Bacterial community analyses were performed using the MiSeq standard operating procedure (SOP) in MOTHUR (v1.39.5; http://www.mothur.org/) to produce operational taxonomic units (OTUs) [98]. Briefly, sequence reads were assembled into contigs and amplicon adaptors removed, then trimmed to improve quality (quality control ≥ 35) and split into two groups based on genetic markers (bacterial 16S and 23S). Unique sequences were selected and counted for bacterial operational taxonomic units (OTUs). Sequences were aligned to the SILVA full-length sequences and taxonomic references (Silva-vr128) using the K-mer search method [100]. The “screen.seqs” command was used to remove insertions or deletions, and the sequences were filtered to remove the overhangs at both ends. Unique sequences were selected again to eliminate the potential redundancy created during sequence trimming. A pre-cluster step (2-bp difference) was performed, and the VSEARCH algorithm was employed to remove chimeras [101]. The SILVA database was used to assign sequences with a cutoff level of 80, and mitochondria and chloroplast assignments were removed. Operational taxonomic units were then clustered under a 0.03 cutoff level and phylotypes were determined by taxonomic classification. Rarefaction curves were calculated using rarecurve function in the vegan R package v2.6-13 with a subsampling of 20 and 100 permutations.

To analyze the alpha diversity, samples were subsampled to 8911 sequences and then clustered into OTUs with a cutoff of ≤ 0.03. Chao1 and Inverse Simpson Indices were performed in MOTHUR [102,103,104]. To assess the putative functional profiles of the bacterial community of giant clams, METAGENassist [105] was used for automated taxon-to-phenotype mapping. During METAGENassist’s own data processing, data filtering was based on interquartile range [106] and variables with over 50% zeroes were removed. The 288 remaining variables (OTUs) were normalized over sample by sum and range scaling. Data were analyzed for “metabolism by phenotype” using a Pearson distance measure and an average clustering method to visualize the top 28 features in a heatmap.
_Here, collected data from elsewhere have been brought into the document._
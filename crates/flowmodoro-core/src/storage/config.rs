//! TOML-based application configuration.
//!
//! Stores user preferences including:
//! - Tick cadence and the starting ratio
//! - Ratio entry precision, cap and preset buttons
//! - Break alert sound and lead time
//! - History display and export location
//!
//! Configuration is stored at `~/.config/flowmodoro/config.toml`.

use serde::{Deserialize, Serialize};
use std::path::{Path, PathBuf};
use tracing::warn;

use super::data_dir;
use crate::alert::DEFAULT_LEAD_MS;
use crate::error::ConfigError;
use crate::history::RENDER_LIMIT;
use crate::ratio::{Ratio, RatioBounds, RatioPrecision, RatioStore};
use crate::timer::{EngineOptions, DEFAULT_TICK_INTERVAL_MS};

/// Timer-specific configuration.
#[derive(Debug, Clone, Serialize, Deserialize)]
pub struct TimerConfig {
    #[serde(default = "default_tick_interval_ms")]
    pub tick_interval_ms: u64,
    /// Ratio active at startup, e.g. `5.0` for 5:1.
    #[serde(default = "default_ratio")]
    pub default_ratio: f64,
}

/// Ratio entry configuration.
#[derive(Debug, Clone, Serialize, Deserialize)]
pub struct RatioConfig {
    #[serde(default)]
    pub precision: RatioPrecision,
    /// Largest accepted ratio. Zero means unbounded.
    #[serde(default = "default_ratio_max")]
    pub max: f64,
    /// Whole `n:1` ratios offered as buttons.
    #[serde(default = "default_presets")]
    pub presets: Vec<u32>,
}

/// Break alert configuration.
#[derive(Debug, Clone, Serialize, Deserialize)]
pub struct AlertConfig {
    #[serde(default = "default_true")]
    pub enabled: bool,
    /// Path to the alert sound file (optional).
    /// If unset, the terminal bell is used.
    #[serde(default)]
    pub sound: Option<String>,
    #[serde(default = "default_lead_secs")]
    pub lead_secs: u64,
    #[serde(default)]
    pub muted: bool,
}

/// History configuration.
#[derive(Debug, Clone, Serialize, Deserialize)]
pub struct HistoryConfig {
    #[serde(default = "default_render_limit")]
    pub render_limit: usize,
    /// Directory exports are written to. Defaults to the working directory.
    #[serde(default)]
    pub export_dir: Option<String>,
}

/// Application configuration.
///
/// Serialized to/from TOML at `~/.config/flowmodoro/config.toml`.
#[derive(Debug, Clone, Serialize, Deserialize)]
pub struct Config {
    #[serde(default)]
    pub timer: TimerConfig,
    #[serde(default)]
    pub ratio: RatioConfig,
    #[serde(default)]
    pub alert: AlertConfig,
    #[serde(default)]
    pub history: HistoryConfig,
}

// Default functions
fn default_tick_interval_ms() -> u64 {
    DEFAULT_TICK_INTERVAL_MS
}
fn default_ratio() -> f64 {
    Ratio::DEFAULT.as_f64()
}
fn default_ratio_max() -> f64 {
    Ratio::MAX_CAPPED.as_f64()
}
fn default_presets() -> Vec<u32> {
    vec![1, 2, 3, 4, 5]
}
fn default_true() -> bool {
    true
}
fn default_lead_secs() -> u64 {
    DEFAULT_LEAD_MS / 1000
}
fn default_render_limit() -> usize {
    RENDER_LIMIT
}

impl Default for TimerConfig {
    fn default() -> Self {
        Self {
            tick_interval_ms: default_tick_interval_ms(),
            default_ratio: default_ratio(),
        }
    }
}

impl Default for RatioConfig {
    fn default() -> Self {
        Self {
            precision: RatioPrecision::default(),
            max: default_ratio_max(),
            presets: default_presets(),
        }
    }
}

impl Default for AlertConfig {
    fn default() -> Self {
        Self {
            enabled: true,
            sound: None,
            lead_secs: default_lead_secs(),
            muted: false,
        }
    }
}

impl Default for HistoryConfig {
    fn default() -> Self {
        Self {
            render_limit: default_render_limit(),
            export_dir: None,
        }
    }
}

impl Default for Config {
    fn default() -> Self {
        Self {
            timer: TimerConfig::default(),
            ratio: RatioConfig::default(),
            alert: AlertConfig::default(),
            history: HistoryConfig::default(),
        }
    }
}

impl Config {
    fn get_json_value_by_path<'a>(
        root: &'a serde_json::Value,
        key: &str,
    ) -> Option<&'a serde_json::Value> {
        if key.is_empty() {
            return None;
        }

        let mut current = root;
        for part in key.split('.') {
            current = current.get(part)?;
        }
        Some(current)
    }

    fn set_json_value_by_path(
        root: &mut serde_json::Value,
        key: &str,
        value: &str,
    ) -> Result<(), ConfigError> {
        let unknown = || ConfigError::UnknownKey(key.to_string());
        let invalid = |message: String| ConfigError::InvalidValue {
            key: key.to_string(),
            message,
        };

        let mut parts = key.split('.').peekable();
        if parts.peek().is_none() || key.is_empty() {
            return Err(unknown());
        }

        let mut current = root;
        while let Some(part) = parts.next() {
            let is_leaf = parts.peek().is_none();
            if is_leaf {
                let obj = current.as_object_mut().ok_or_else(unknown)?;
                let existing = obj.get(part).ok_or_else(unknown)?;

                let new_value = match existing {
                    serde_json::Value::Bool(_) => serde_json::Value::Bool(
                        value.parse::<bool>().map_err(|e| invalid(e.to_string()))?,
                    ),
                    serde_json::Value::Number(_) => {
                        let not_a_number = || invalid(format!("cannot parse '{value}' as number"));
                        if let Ok(n) = value.parse::<u64>() {
                            serde_json::Value::Number(n.into())
                        } else {
                            let n = value.parse::<f64>().map_err(|_| not_a_number())?;
                            serde_json::Number::from_f64(n)
                                .map(serde_json::Value::Number)
                                .ok_or_else(not_a_number)?
                        }
                    }
                    serde_json::Value::Object(_) | serde_json::Value::Array(_) => {
                        serde_json::from_str(value).map_err(|e| invalid(e.to_string()))?
                    }
                    // Unset optional: take JSON if it parses (numbers, null), else a string.
                    serde_json::Value::Null => serde_json::from_str(value)
                        .unwrap_or_else(|_| serde_json::Value::String(value.into())),
                    _ => serde_json::Value::String(value.into()),
                };

                obj.insert(part.to_string(), new_value);
                return Ok(());
            }

            current = current.get_mut(part).ok_or_else(unknown)?;
        }

        Err(unknown())
    }

    fn path() -> Result<PathBuf, ConfigError> {
        Ok(data_dir()?.join("config.toml"))
    }

    /// Load from disk or create the default file.
    ///
    /// # Errors
    ///
    /// Returns an error if the config file exists but cannot be parsed,
    /// or if the default config cannot be written to disk.
    pub fn load() -> Result<Self, ConfigError> {
        Self::load_from(&Self::path()?)
    }

    /// Load from `path`, writing defaults there if the file is missing.
    ///
    /// # Errors
    ///
    /// See [`Config::load`].
    pub fn load_from(path: &Path) -> Result<Self, ConfigError> {
        match std::fs::read_to_string(path) {
            Ok(content) => {
                let cfg: Self = toml::from_str(&content).map_err(|e| ConfigError::LoadFailed {
                    path: path.to_path_buf(),
                    message: e.to_string(),
                })?;
                cfg.validate().map_err(|e| ConfigError::LoadFailed {
                    path: path.to_path_buf(),
                    message: e.to_string(),
                })?;
                Ok(cfg)
            }
            Err(e) if e.kind() == std::io::ErrorKind::NotFound => {
                let cfg = Self::default();
                cfg.save_to(path)?;
                Ok(cfg)
            }
            Err(e) => Err(ConfigError::LoadFailed {
                path: path.to_path_buf(),
                message: e.to_string(),
            }),
        }
    }

    /// Persist to disk.
    ///
    /// # Errors
    ///
    /// Returns an error if the config cannot be serialized or written to disk.
    pub fn save(&self) -> Result<(), ConfigError> {
        self.save_to(&Self::path()?)
    }

    /// Persist to `path`.
    ///
    /// # Errors
    ///
    /// See [`Config::save`].
    pub fn save_to(&self, path: &Path) -> Result<(), ConfigError> {
        let save_failed = |message: String| ConfigError::SaveFailed {
            path: path.to_path_buf(),
            message,
        };
        let content = toml::to_string_pretty(self).map_err(|e| save_failed(e.to_string()))?;
        std::fs::write(path, content).map_err(|e| save_failed(e.to_string()))
    }

    /// Get a config value as string by dot-separated key.
    pub fn get(&self, key: &str) -> Option<String> {
        let json = serde_json::to_value(self).ok()?;
        let val = Self::get_json_value_by_path(&json, key)?;
        match val {
            serde_json::Value::String(s) => Some(s.clone()),
            other => Some(other.to_string()),
        }
    }

    /// Set a config value by key without saving. Returns error if key is
    /// unknown or the value does not fit the key's type.
    ///
    /// # Errors
    ///
    /// Returns [`ConfigError::UnknownKey`] or [`ConfigError::InvalidValue`].
    pub fn apply(&mut self, key: &str, value: &str) -> Result<(), ConfigError> {
        let invalid = |message: String| ConfigError::InvalidValue {
            key: key.to_string(),
            message,
        };
        let mut json = serde_json::to_value(&*self).map_err(|e| invalid(e.to_string()))?;
        Self::set_json_value_by_path(&mut json, key, value)?;
        let updated: Self = serde_json::from_value(json).map_err(|e| invalid(e.to_string()))?;
        updated.validate()?;
        *self = updated;
        Ok(())
    }

    /// Check values that parse but cannot be used.
    ///
    /// # Errors
    ///
    /// Returns [`ConfigError::InvalidValue`] naming the offending key.
    pub fn validate(&self) -> Result<(), ConfigError> {
        let max = self.ratio.max;
        let scaled = (max * f64::from(Ratio::SCALE)).round();
        if !max.is_finite() || max < 0.0 || (max > 0.0 && scaled < 1.0) {
            return Err(ConfigError::InvalidValue {
                key: "ratio.max".to_string(),
                message: format!("{max} must be 0 (no cap) or at least 0.1"),
            });
        }
        Ok(())
    }

    /// Set a config value by key and persist.
    ///
    /// # Errors
    ///
    /// Returns an error if the key is unknown, the value cannot be parsed,
    /// or the config cannot be saved.
    pub fn set(&mut self, key: &str, value: &str) -> Result<(), ConfigError> {
        self.apply(key, value)?;
        self.save()
    }

    /// Load from disk, returning default on error.
    /// This is a convenience method that never fails.
    pub fn load_or_default() -> Self {
        Self::load().unwrap_or_else(|e| {
            warn!(error = %e, "using default configuration");
            Self::default()
        })
    }

    /// Bounds for ratio entry. Zero means uncapped; [`Config::validate`]
    /// rules out caps that would round to zero.
    pub fn ratio_bounds(&self) -> RatioBounds {
        let max = self.ratio.max;
        if max.is_finite() && max > 0.0 {
            let scaled = (max * f64::from(Ratio::SCALE)).round().max(1.0);
            RatioBounds {
                max: Ratio::from_scaled(scaled.min(f64::from(u32::MAX)) as u32),
            }
        } else {
            RatioBounds::unbounded()
        }
    }

    /// Engine switches derived from this configuration.
    ///
    /// An invalid `timer.default_ratio` falls back to 5:1.
    pub fn engine_options(&self) -> EngineOptions {
        let bounds = self.ratio_bounds();
        let mut store = RatioStore::new(Ratio::DEFAULT, bounds, self.ratio.precision);
        let initial_ratio = store
            .set_ratio_value(self.timer.default_ratio)
            .unwrap_or_else(|e| {
                warn!(error = %e, "invalid timer.default_ratio, using {}", Ratio::DEFAULT);
                Ratio::DEFAULT
            });

        EngineOptions {
            initial_ratio,
            ratio_bounds: bounds,
            ratio_precision: self.ratio.precision,
            alert_enabled: self.alert.enabled,
            tick_interval_ms: self.timer.tick_interval_ms,
            history_limit: self.history.render_limit,
        }
    }

    pub fn alert_lead_ms(&self) -> u64 {
        self.alert.lead_secs.saturating_mul(1000)
    }
}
The bacterial community analysis was also preformed according to a second approach: the gene content inference with a single-nucleotide resolution by using the dada2 version 1.12.1 [107] followed by the functional prediction with PICRUSt2 [108] from the dada2 ASV table. The scripts are described in Additional file 7.
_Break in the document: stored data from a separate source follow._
pub mod config;
pub mod history;
pub mod run;
pub mod simulate;
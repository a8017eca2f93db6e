mod controls;
mod display;
mod engine;

pub use display::{format_clock, status_label, FOCUS_TEXT, BREAK_TEXT, PAUSED_TEXT};
pub use engine::{EngineOptions, TimerEngine, DEFAULT_TICK_INTERVAL_MS};

use std::fmt;

use serde::{Deserialize, Serialize};

/// Which half of the cycle the timer is in.
#[derive(Debug, Clone, Copy, PartialEq, Eq, Default, Serialize, Deserialize)]
pub enum Phase {
    /// Elapsed time counts up.
    #[default]
    Focus,
    /// Elapsed time counts down to zero.
    Break,
}

impl fmt::Display for Phase {
    fn fmt(&self, f: &mut fmt::Formatter<'_>) -> fmt::Result {
        match self {
            Phase::Focus => f.write_str("Focus"),
            Phase::Break => f.write_str("Break"),
        }
    }
}

/// The engine's mutable record.
///
/// `running` and `last_tick_at` move together: a running timer always has a
/// tick reference point, a stopped one never does.
#[derive(Debug, Clone, Copy, PartialEq, Eq, Default, Serialize, Deserialize)]
pub struct TimerState {
    pub phase: Phase,
    pub running: bool,
    /// Focus: time spent focusing. Break: time left in the break.
    pub elapsed_ms: u64,
    /// Set once per Focus -> Break switch.
    pub break_duration_ms: u64,
    /// Session-wide running time across both phases. Never reset.
    pub total_duration_ms: u64,
    /// Clock reading (epoch ms) of the previous tick.
    pub last_tick_at: Option<u64>,
}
Analysis of the Symbiodiniaceae community was adapted from Arif et al. [109]. Sequences were annotated via BLASTN using an ITS2 database [109] and a custom 23S database (Additional file 8) [110].

Statistical analysis

All statistical analyses were performed using R v3.4.2 [111, 112]. For the bacterial correlation analysis, the raw counts per sample were homogenized to counts per million and centered. Pairwise correlation was performed with the Pearson method and clustered with the Ward method. The relative abundances of bacterial families were performed following Röthig et al. [113] and using Venny for determining the presence/absence of bacterial families (2.1.0, http://bioinfogp.cnb.csic.es/tools/venny/index.html). Statistical analysis of PICRUSt2 functional profiles was performed with STAMP [114]. The Symbiodiniaceae community composition was analyzed following the same workflow as for bacterial relative abundances. Data manipulation and visualization was done using the R packages (reshape2 and ggplot2). A logistic regression (logit) was performed on the giant clams’ health data.